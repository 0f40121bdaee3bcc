use float_eq::assert_float_eq;
use olas::prelude::*;
use olas::*;

type La = FloatGeneric<f64>;

type AMatBuild = MatBuild<f64>;
type AQProblem = QProblem<La>;

//

fn mpc_problem(vec_g: &[f64]) -> AQProblem
{
    let n = 4;
    let m = 2;

    let mat_h = AMatBuild::new(n, n).iter_rowmaj(&[
        4., 1., 0., 0.,
        1., 4., 1., 0.,
        0., 1., 4., 1.,
        0., 0., 1., 4.,
    ]);
    let mat_a = AMatBuild::new(m, n).iter_rowmaj(&[
        1.,  1., 1.,  1.,
        1., -1., 1., -1.,
    ]);

    let mut qp = AQProblem::new(n, m);
    qp.set_h(mat_h.as_ref()).unwrap();
    qp.set_g(vec_g).unwrap();
    qp.set_a(mat_a.as_ref()).unwrap();
    qp.set_bounds(&[-1.; 4], &[1.; 4]).unwrap();
    qp.set_constraint_bounds(&[-2., -1.], &[2., 1.]).unwrap();
    qp
}

fn mpc_gradient(k: usize) -> [f64; 4]
{
    let t = k as f64;
    [
        6. * (0.4 * t).sin(),
        6. * (0.4 * t).cos(),
        -4. * (0.7 * t).sin(),
        4. * (0.3 * t).cos(),
    ]
}

//

#[test]
fn test_hotstart1()
{
    let _ = env_logger::builder().is_test(true).try_init();

    let mut qp = mpc_problem(&mpc_gradient(0));
    qp.init(20, NoCallback).unwrap();

    let x = qp.x().to_vec();
    let y = qp.y().to_vec();

    // nothing changed
    let nwsr = qp.hotstart(20, PrintIteration).unwrap();
    assert_eq!(nwsr, 1);
    assert_float_eq!(qp.x(), &x[..], abs_all <= 1e-12);
    assert_float_eq!(qp.y(), &y[..], abs_all <= 1e-12);
}

//

#[test]
fn test_hotstart2()
{
    let _ = env_logger::builder().is_test(true).try_init();

    let mut qp = mpc_problem(&mpc_gradient(0));
    qp.init(20, NoCallback).unwrap();

    let mut nwsr_hot = 0;
    let mut nwsr_cold = 0;

    for k in 1.. 30 {
        let vec_g = mpc_gradient(k);

        qp.set_g(&vec_g).unwrap();
        nwsr_hot += qp.hotstart(20, LogIteration).unwrap();
        qp.check_kkt().unwrap();

        let mut qp_cold = mpc_problem(&vec_g);
        nwsr_cold += qp_cold.init(20, NoCallback).unwrap();

        assert_float_eq!(qp.x(), qp_cold.x(), abs_all <= 1e-8);
        assert_float_eq!(qp.y(), qp_cold.y(), abs_all <= 1e-8);
    }

    log::info!("nwsr hot {} cold {}", nwsr_hot, nwsr_cold);
}

//

#[test]
fn test_hotstart3()
{
    let _ = env_logger::builder().is_test(true).try_init();

    let mut qp = AQProblem::new(2, 1);
    qp.set_h(&[1., 0., 0., 1.]).unwrap();
    qp.set_a(&[1., 1.]).unwrap();
    qp.set_bounds(&[-1., -1.], &[1., 1.]).unwrap();
    qp.set_constraint_bounds(&[-1.], &[10.]).unwrap();
    qp.init(10, NoCallback).unwrap();
    assert_float_eq!(qp.x(), [0., 0.].as_ref(), abs_all <= 1e-12);

    // x0 + x1 >= 3 cannot hold in the box
    qp.set_lba(&[3.]).unwrap();
    let rslt = qp.hotstart(10, LogIteration).unwrap_err();
    println!("{}", rslt);

    assert_eq!(rslt, QpError::HotstartStoppedInfeasibility);
    assert!(qp.is_infeasible());
    assert_eq!(qp.status(), QpStatus::HomotopyQpSolved);

    // back to feasible data from the intermediate QP
    qp.set_lba(&[-1.]).unwrap();
    qp.hotstart(10, LogIteration).unwrap();

    assert!(!qp.is_infeasible());
    assert!(qp.is_solved());
    assert_float_eq!(qp.x(), [0., 0.].as_ref(), abs_all <= 1e-9);
    qp.check_kkt().unwrap();
}

//

#[test]
fn test_hotstart4()
{
    let _ = env_logger::builder().is_test(true).try_init();

    let mut qp = mpc_problem(&mpc_gradient(0));
    qp.init(20, NoCallback).unwrap();

    let mut buf = Vec::new();
    qp.set_g(&mpc_gradient(5)).unwrap();
    let nwsr = qp.hotstart(20, IoWriteIteration::new(&mut buf)).unwrap();

    let out = String::from_utf8(buf).unwrap();
    print!("{}", out);
    assert_eq!(out.lines().count(), nwsr);
    assert!(out.lines().last().unwrap().contains("full step"));
}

===============

TASK GOAL = Each line in the listing above that contains "AQProblem" should be copied.

OUTPUT OF THE TASK =
type AQProblem = QProblem<La>;
fn mpc_problem(vec_g: &[f64]) -> AQProblem
    let mut qp = AQProblem::new(n, m);
    let mut qp = AQProblem::new(2, 1);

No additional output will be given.